Et comme il fallait s'en douter, la Faucheuse ne l'avait pas reconnu. Le tout s'était déroulé en une poignée de secondes, à peine... Sage avait tiré son arme, et avait attaqué cet être qui lui était inconnu. Le Capitaine, figé n'avait pas réagi, et n'avait pu que siffler de douleur, à l'instant même où la lame parfaitement aiguisée avait frappé la main qu'il ne savait pas même tendre, avant de se poser sur sa gorge, en un menace claire et précise.

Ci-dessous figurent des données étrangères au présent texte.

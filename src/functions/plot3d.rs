use log::{debug, trace};

use crate::evaluator::Evaluable;
use crate::mesh::MeshBuffer;
use crate::params::PlotDomain;

/// Sample `expr` over `domain` and triangulate the lattice.
///
/// Lattice point `(i, j)` becomes vertex `i * (resolution + 1) + j` at
/// `(x, f(x, y) * height_scale, y)`. A point whose evaluation fails, or
/// whose scaled height is not finite, is placed at height 0 and the pass
/// continues. Every cell is split into `(a, b, c)` and `(b, d, c)` where
/// `a = (i, j)`, `b = (i, j + 1)`, `c = (i + 1, j)`, `d = (i + 1, j + 1)`.
///
/// The result depends only on the arguments.
pub fn tessellate<E>(domain: &PlotDomain, expr: &E) -> MeshBuffer
where
  E: Evaluable + ?Sized,
{
  let cells = domain.resolution();
  let height_scale = domain.height_scale();

  let mut positions = Vec::with_capacity(domain.vertex_count());
  let mut failed_samples = 0;

  // i outer, j inner: this order defines the linear index
  for i in 0..=cells {
    for j in 0..=cells {
      let (x, y) = domain.sample_point(i, j);
      // Checked after narrowing: heights past f32::MAX are overflow too
      let z = match expr.eval(x, y).map(|v| (v * height_scale) as f32) {
        Ok(z) if z.is_finite() => z,
        Ok(_) => {
          trace!("f({x}, {y}) overflows after scaling");
          failed_samples += 1;
          0.0
        }
        Err(err) => {
          trace!("f({x}, {y}) failed: {err}");
          failed_samples += 1;
          0.0
        }
      };
      positions.push([x as f32, z, y as f32]);
    }
  }

  let indices = grid_indices(cells);
  let mut mesh = MeshBuffer::new(positions, indices);
  mesh.failed_samples = failed_samples;

  debug!(
    "Tessellated {} vertices, {} triangles at resolution {} ({} failed samples)",
    mesh.vertex_count(),
    mesh.triangle_count(),
    cells,
    failed_samples
  );

  mesh
}

/// Triangle indices for a `cells` x `cells` lattice, two per cell.
pub fn grid_indices(cells: u32) -> Vec<u32> {
  let row = cells + 1;
  let mut indices = Vec::with_capacity(6 * cells as usize * cells as usize);

  for i in 0..cells {
    for j in 0..cells {
      let a = i * row + j;
      let b = a + 1;
      let c = a + row;
      let d = c + 1;

      indices.extend_from_slice(&[a, b, c]);
      indices.extend_from_slice(&[b, d, c]);
    }
  }

  indices
}

#[cfg(test)]
mod tests {
  use super::*;

  #[test]
  fn test_grid_indices_two_by_two() {
    assert_eq!(
      grid_indices(2),
      vec![
        0, 1, 3, 1, 4, 3, //
        1, 2, 4, 2, 5, 4, //
        3, 4, 6, 4, 7, 6, //
        4, 5, 7, 5, 8, 7,
      ]
    );
  }

  #[test]
  fn test_grid_indices_empty_for_zero_cells() {
    assert!(grid_indices(0).is_empty());
  }
}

« T'es quoi ?! Qu'est-ce que tu fous dans la cabine du Capitaine ?! »
Les mots avaient résonné, comme des coups de tonnerre. Comme un début de tempête, comme une vague de mille mètres, qui chutait sur le cœur du maudit, venant le serrer et le broyer. Ses yeux, couleur océan, s'étaient désespérément accrochés à ceux de son ancien amant... Avant de se baisser sur la plaie à sa main, et de la fixer... Il était dévasté... La Déesse au nom désormais honni avait donc raison... Les larmes revinrent entacher sa vue, comme il baissait finalement les yeux.
Son esprit ployait sous la fatalité. Elle avait fait en sorte de lui prendre tout ce qu'il avait. Jusqu'à son identité, son titre... Et son bras droit. En qui il avait une confiance aveugle. Nul doute que ses hommes de main auraient le même genre de réaction. Qu'était un pirate, si son équipage lui-même ne pouvait le regarder en face..? Plus rien.
« C-Capitaine... ? »
La voix avait ravagé les lambeaux de son cœur. De l'incrédulité, du doute. Du choc. Un refus d'y croire. Sage, face à lui, avait rapidement retiré sa lame de sa gorge, à la reconnaissance de ses yeux, avant de reculer de quelques pas. Parce qu'il venait de l'attaquer, ou par dégoût de sa personne?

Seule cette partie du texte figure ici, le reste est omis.